Semester of Graduation

Spring 2021


Master of Arts (MA)


Clinical Psychology

Document Type



Research demonstrates that students with higher levels of posttraumatic stress symptoms (PTS) exhibit lower grades in college (Pereira, et al., 2018). Further, higher levels of PTS during the first semester of college leads to higher rates of withdrawing from school (Boyraz, Horne, Owens, & Armstrong, 2013). Although there is ample evidence that the association between traumatic experiences are negatively correlated with academic performance, little is known about factors that may moderate or influence the relationship. Research has determined that higher levels of social support may facilitate recovery from trauma exposure and may lessen PTS symptoms in college students (Grasso, 2011). On-campus involvement is associated with higher grades in students who display PTS symptoms (Boyraz et al., 2013).
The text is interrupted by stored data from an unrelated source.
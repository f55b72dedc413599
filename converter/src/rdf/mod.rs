//! RDF building blocks: terms, vocabulary, sinks, and N-Triples output.
//!
//! - `term`: [`Term`], [`Resource`], [`Literal`], [`Triple`]
//! - `vocab`: CSVW, RDF and XSD IRIs
//! - `sink`: the [`TermSink`] output capability and [`StatementCollector`]
//! - `ntriples`: [`NTriplesWriter`]

pub mod ntriples;
pub mod sink;
pub mod term;
pub mod vocab;

pub use ntriples::NTriplesWriter;
pub use sink::{StatementCollector, TermSink};
pub use term::{BlankId, Literal, Resource, Term, Triple};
The present study investigated perceived family and friend support and involvement on and off campus as potential protective factors for college students with PTS symptoms. Specifically, if these factors can lessen the impact PTS symptomology has on grades. Participants were 156 college students with 27% of the sample identifying as a racial minority. Results of the present study provide additional support for the impact of traumatic event exposure and PTS symptoms on college students’ GPA. After controlling for the effects of sex, race, and socioeconomic status, hierarchical regressions and simple slope analyses revealed that none of the explored factors (friend support, family support, on-campus involvement, and off-campus involvement) moderated the relationship between PTS and GPA.